Request: .kern [flag]
Register: \n[.kern]

Switch kerning on or off. If the parameter is non-zero or missing, enable pairwise kerning, otherwise disable it. The read-only register .kern is set to 1 if pairwise kerning is enabled, 0 otherwise.

If the font description file contains pairwise kerning information, glyphs from that font are kerned. Kerning between two glyphs can be inhibited by placing \& between them: ‘V\&A’.

See Font Description File Format.

Track kerning expands or reduces the space between glyphs. This can be handy, for example, if you need to squeeze a long word onto a single line or spread some text to fill a narrow column. It must be used with great care since it is usually considered bad typography if the reader notices the effect.

Request: .tkf f s1 n1 s2 n2

Enable track kerning for font f.

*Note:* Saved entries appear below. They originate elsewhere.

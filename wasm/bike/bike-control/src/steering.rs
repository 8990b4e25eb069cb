//! Handlebar steering resolver.
//!
//! The stick axis sets a target heading, the heading eases toward it at
//! `turn_speed` per second and the result stays inside `±turn_scale`.
//! Angles are in degrees.

use serde::Serialize;

use crate::config::{BikeConfig, SteeringMode};

#[derive(Clone, Copy, Debug, Default, PartialEq)]
pub struct SteeringState {
    pub target_rotation: f32,
    pub last_turn_rotation: f32,
}

/// Where the resolved heading goes.
#[derive(Clone, Copy, Debug, PartialEq, Serialize)]
pub struct SteerCommand {
    /// Local yaw for the handlebar proxy.
    pub proxy_yaw_deg: f32,
    /// Front wheel steer angle, when the front wheel steers.
    pub front_wheel_deg: Option<f32>,
}

fn lerp(a: f32, b: f32, t: f32) -> f32 {
    a + (b - a) * t.clamp(0.0, 1.0)
}

impl SteeringState {
    pub fn resolve(&mut self, axis: f32, config: &BikeConfig, dt: f32) -> SteerCommand {
        let scale = config.turn_scale;
        let x = if axis.is_finite() { axis.clamp(-1.0, 1.0) } else { 0.0 };

        self.target_rotation = x * scale;
        let target = self.target_rotation.clamp(-scale, scale);
        // Both ends are inside the range so the blend is too; clamp again for float slop.
        self.last_turn_rotation =
            lerp(self.last_turn_rotation, target, config.turn_speed * dt).clamp(-scale, scale);

        let heading = self.last_turn_rotation;
        SteerCommand {
            proxy_yaw_deg: heading,
            front_wheel_deg: match config.steering {
                SteeringMode::ProxyOnly => None,
                SteeringMode::ProxyAndFrontWheel => Some(heading),
            },
        }
    }
}
use bike_control::BikeConfig;

/// Tuning shipped with the app.
pub const BIKE_JSON: &str = include_str!("../assets/bike.json");

pub struct HostConfig;

impl HostConfig {
    // Keyboard pedal: how fast a held key sweeps the virtual trigger (units/s)
    pub const KEY_PEDAL_RATE: f32 = 3.0;
    pub const KEY_RELEASE_RATE: f32 = 6.0;

    // Telemetry graph
    pub const HISTORY_LEN: usize = 300;

    pub const CAMERA_DISTANCE: f32 = 3.5;
}

/// Parse the bike tuning, falling back to defaults when it is unusable.
pub fn load_bike_config(json: &str) -> BikeConfig {
    match BikeConfig::from_json(json) {
        Ok(config) => config,
        Err(err) => {
            log::warn!("using default bike config: {}", err);
            BikeConfig::default()
        }
    }
}

#[cfg(test)]
mod tests {
    use super::*;
    use bike_control::{Drivetrain, SteeringMode};

    #[test]
    fn test_shipped_config_loads() {
        let config = BikeConfig::from_json(BIKE_JSON).unwrap();
        assert_eq!(config.drivetrain, Drivetrain::HingeMotor);
        assert_eq!(config.steering, SteeringMode::ProxyAndFrontWheel);
        assert_eq!(load_bike_config(BIKE_JSON), config);
    }

    #[test]
    fn test_bad_config_falls_back_to_defaults() {
        assert_eq!(load_bike_config("{ not json"), BikeConfig::default());
        assert_eq!(load_bike_config(r#"{"fixed_dt": 0.0}"#), BikeConfig::default());
    }
}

If the current font is f the width of every glyph is increased by an amount between n1 and n2 (n1, n2 can be negative); if the current type size is less than or equal to s1 the width is increased by n1; if it is greater than or equal to s2 the width is increased by n2; if the type size is greater than or equal to s1 and less than or equal to s2 the increase in width is a linear function of the type size.

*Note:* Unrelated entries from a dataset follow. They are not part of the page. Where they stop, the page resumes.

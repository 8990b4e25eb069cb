//! Fixed-tick simulation: control loop, then physics.

use std::collections::VecDeque;

use bevy::prelude::*;

use crate::config::HostConfig;
use crate::web_bevy::BikeState;

/// One graph sample.
#[derive(Clone, Copy, Debug, PartialEq)]
pub struct HistorySample {
    pub time: f32,
    pub pedal: f32,
    pub force: f32,
    pub heading: f32,
}

/// Rolling window of recent ticks for the telemetry graph.
#[derive(Debug, Default)]
pub struct TelemetryHistory {
    samples: VecDeque<HistorySample>,
    elapsed: f32,
}

impl TelemetryHistory {
    pub fn record(&mut self, dt: f32, pedal: f32, force: f32, heading: f32) {
        self.elapsed += dt;
        if self.samples.len() == HostConfig::HISTORY_LEN {
            self.samples.pop_front();
        }
        self.samples.push_back(HistorySample {
            time: self.elapsed,
            pedal,
            force,
            heading,
        });
    }

    pub fn samples(&self) -> impl Iterator<Item = &HistorySample> {
        self.samples.iter()
    }

    pub fn len(&self) -> usize {
        self.samples.len()
    }

    pub fn is_empty(&self) -> bool {
        self.samples.is_empty()
    }
}

/// Drive the bike from the latest rider input and advance physics.
pub fn bike_step(mut state: ResMut<BikeState>, time: Res<Time<Fixed>>) {
    let dt = time.delta_secs();
    let BikeState {
        world,
        control,
        input,
        history,
        last_fault,
        ..
    } = &mut *state;

    // The loop logs skipped ticks itself.
    match control.drive(input.pedal, input.steer, dt, world) {
        Ok(_) => *last_fault = None,
        Err(err) => *last_fault = Some(err.to_string()),
    }
    world.step();

    if control.is_active() {
        let telemetry = control.telemetry();
        history.record(dt, input.pedal, telemetry.force_to_apply, telemetry.turn_rotation);
    }
}

#[cfg(test)]
mod tests {
    use super::*;

    #[test]
    fn test_history_keeps_latest_window() {
        let mut history = TelemetryHistory::default();
        for i in 0..HostConfig::HISTORY_LEN + 10 {
            history.record(0.02, 0.0, i as f32, 0.0);
        }
        assert_eq!(history.len(), HostConfig::HISTORY_LEN);
        let first = history.samples().next().unwrap();
        assert_eq!(first.force, 10.0);
        let last = history.samples().last().unwrap();
        assert_eq!(last.force, (HostConfig::HISTORY_LEN + 9) as f32);
    }
}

The default scaling indicator is ‘z’ for s1 and s2, ‘p’ for n1 and n2.

The track kerning amount is added even to the rightmost glyph in a line; for large values it is thus recommended to increase the line length by the same amount to compensate.

Sometimes, when typesetting letters of different fonts, more or less space at such boundaries is needed. There are two escape sequences to help with this.

Escape sequence: \/

Apply an italic correction: modify the spacing of the preceding glyph so that the distance between it and the following glyph is correct if the latter is of upright shape. For example, if an italic ‘f’ is followed immediately by a roman right parenthesis, then in many fonts the top right portion of the ‘f’ overlaps the top left of the right parenthesis, which is ugly. Use this escape sequence whenever an oblique glyph is immediately followed by an upright glyph without any intervening space.

Escape sequence: \,

Apply a left italic correction: modify the spacing of the following glyph so that the distance between it and the preceding glyph is correct if the latter is of upright shape. For example, if a roman left parenthesis is immediately followed by an italic ‘f’, then in many fonts the bottom left portion of the ‘f’ overlaps the bottom of the left parenthesis, which is ugly. Use this escape sequence whenever an upright glyph is followed immediately by an oblique glyph without any intervening space.

Escape sequence: \&

Insert a non-printing input break, which is invisible. Its intended use is to stop interaction of a character with its surroundings.

  • It prevents the insertion of extra space after an end-of-sentence character.
    Test.
    Test.
        ⇒ Test.  Test.
    Test.\&
    Test.
        ⇒ Test. Test.
    
  • It prevents interpretation of a control character at the beginning of an input line.
    .Test
        error→ warning: macro 'Test' not defined
    \&.Test
        ⇒ .Test
    
  • It prevents kerning between two glyphs.
  • It is needed to map an arbitrary character to nothing in the tr request (see Character Translations).
Escape sequence: \)

This escape is similar to \& except that it behaves like a character declared with the cflags request to be transparent for the purposes of an end-of-sentence character.

Its main usage is in macro definitions to protect against arguments starting with a control character.

.de xxx
\)\\$1
..
.de yyy
\&\\$1
..
This is a test.\c
.xxx '
This is a test.
    ⇒This is a test.'  This is a test.
This is a test.\c
.yyy '
This is a test.
    ⇒This is a test.' This is a test.